Medicare Already Has a Death Panel in Place


Okay, I am being over dramatic, but this is scary. People that are on Medicare and receive a kidney transplant only have about three years of life remaining, per the direction of Medicare. Yes, Medicare will pay for the transplant, but after three years on immunosuppressants, Medicare pulls the plug and will no longer pay for the immunosuppressants. If the patient can pay for these, they are in the minority.

Between 1993 and 1995, Medicare did raise the length of time for immunosuppressants support from one year to the present three years. The one exception to this is for those over the age of 65 and that have work-related disabilities. They are eligible for lifetime immunosuppressants.

While this is technically not a death panel, it is completely arbitrary and governed by those in charge of Medicare. This policy is the only one of its kind among industrialized countries where state-funded life-time coverage of immunosuppressant drugs is provided to all kidney transplant recipients. It is therefore not surprising that long-term survival rates are substantially higher than in the United States.

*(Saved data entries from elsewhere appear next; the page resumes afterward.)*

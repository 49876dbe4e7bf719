// Copyright (C) 2025 SyncMyOrders Sp. z o.o.
// SPDX-License-Identifier: AGPL-3.0-or-later
//! SQLite-backed persistence implementation.
//!
//! SQLite has no row-level locks, so `store_run` and `update_task_run_result`
//! for the same run are serialized through [`RunLocks`], acquired before the
//! transaction begins and held until it commits. Write transactions open with
//! `BEGIN IMMEDIATE` so pools with several connections queue on the write
//! lock instead of failing with `SQLITE_BUSY`. All timestamps are bound from
//! `Utc::now()` so text comparisons stay consistent.

use std::path::Path;
use std::sync::Arc;
use std::time::Duration;

use async_trait::async_trait;
use chrono::{DateTime, Utc};
use sqlx::sqlite::{SqliteConnectOptions, SqlitePoolOptions};
use sqlx::{QueryBuilder, Sqlite, SqliteConnection, SqlitePool, Transaction};
use tracing::debug;
use uuid::Uuid;

use crate::error::{CoreError, db, is_unique_violation};
use crate::models::{
    BroadcastKey, LogBroadcast, PipelineRun, PipelineSpec, RunState, TaskResult, TaskRun,
};
use crate::recovery::plan_watermark;

use super::run_locks::RunLocks;
use super::{
    BroadcastPersistence, LogBroadcastRow, PipelineRunRow, PipelineSpecRow, RunCursor,
    RunPersistence, TaskResultUpdate, TaskRunRow, association_ids, attach_associations,
    completion_columns, duration_millis, task_result_columns,
};

const RUN_COLUMNS: &str = r#"
    pipeline_runs.id, pipeline_runs.pipeline_spec_id, pipeline_runs.meta, pipeline_runs.inputs,
    pipeline_runs.outputs, pipeline_runs.fatal_errors, pipeline_runs.all_errors,
    pipeline_runs.state, pipeline_runs.created_at, pipeline_runs.finished_at
"#;

const TASK_RUN_COLUMNS: &str =
    "id, pipeline_run_id, dot_id, task_type, task_index, output, error, created_at, finished_at";

/// SQLite-backed persistence provider.
#[derive(Clone)]
pub struct SqlitePersistence {
    pool: SqlitePool,
    locks: Arc<RunLocks>,
}

impl SqlitePersistence {
    /// Create a new SQLite persistence provider from an existing pool.
    pub fn new(pool: SqlitePool) -> Self {
        Self {
            pool,
            locks: Arc::new(RunLocks::default()),
        }
    }

    /// Create and initialize a new SQLite persistence from a file path.
    ///
    /// Creates parent directories and the database file if needed, connects
    /// with a single connection and runs all migrations.
    ///
    /// ```ignore
    /// let persistence = SqlitePersistence::from_path(".data/oracle.db").await?;
    /// ```
    pub async fn from_path(path: impl AsRef<Path>) -> Result<Self, CoreError> {
        let options = SqliteConnectOptions::new()
            .filename(path.as_ref())
            .create_if_missing(true);
        Self::connect(options).await
    }

    /// Create and initialize a new SQLite persistence from connect options.
    ///
    /// Options parsed from a `sqlite:` URL keep sqlx's URL semantics. Parent
    /// directories of the database file are created if missing.
    pub async fn connect(options: SqliteConnectOptions) -> Result<Self, CoreError> {
        let filename = options.get_filename().to_path_buf();

        if let Some(parent) = filename.parent()
            && !parent.as_os_str().is_empty()
            && !parent.exists()
        {
            std::fs::create_dir_all(parent).map_err(|e| CoreError::DatabaseError {
                operation: "create_dir".to_string(),
                details: format!("Failed to create directory {:?}: {}", parent, e),
            })?;
        }

        let pool = SqlitePoolOptions::new()
            .max_connections(1)
            .connect_with(options)
            .await
            .map_err(|e| CoreError::DatabaseError {
                operation: "connect".to_string(),
                details: format!("Failed to connect to SQLite at {:?}: {}", filename, e),
            })?;

        crate::migrations::run_sqlite(&pool)
            .await
            .map_err(|e| CoreError::DatabaseError {
                operation: "migrate".to_string(),
                details: format!("Failed to run migrations: {}", e),
            })?;

        Ok(Self::new(pool))
    }

    /// The underlying connection pool.
    pub fn pool(&self) -> &SqlitePool {
        &self.pool
    }

    /// Begin a transaction that takes the database write lock up front.
    async fn begin_write(
        &self,
        operation: &'static str,
    ) -> Result<Transaction<'static, Sqlite>, CoreError> {
        self.pool
            .begin_with("BEGIN IMMEDIATE")
            .await
            .map_err(db(operation))
    }
}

This may now explain why I have had friends that were on dialysis that stopped their treatment, chose the time of their death than get their transplant, and take the regimen of immunosuppressants. They would have been limited to three years. This does not seem appropriate for this to happen in the USA.

Another argument against this practice is that transplant kidneys are lifesaving gifts made possible by living donors or by families of deceased persons and are of immense value to society. The current policy undermines the value of this gift and does jeopardize the organ-donor system. Providing lifelong immunosuppressant drug coverage would restore value to the system.

The current legislation before Congress seeks to correct this problem, but faces many foes and may end up like a similar attempt that was defeated in the Democratic Congress of 2009. The current bill (H.R. 2969) would correct this harmful policy and bring the U.S. Inline with the rest of the industrialized countries.

This is probably the reason that this article that I included in this blog is so important and the medical profession is determined to succeed in making this happen. Having kidney transplants without immunosuppressants is one way of taking Medicare out of the equation on immunosuppressants.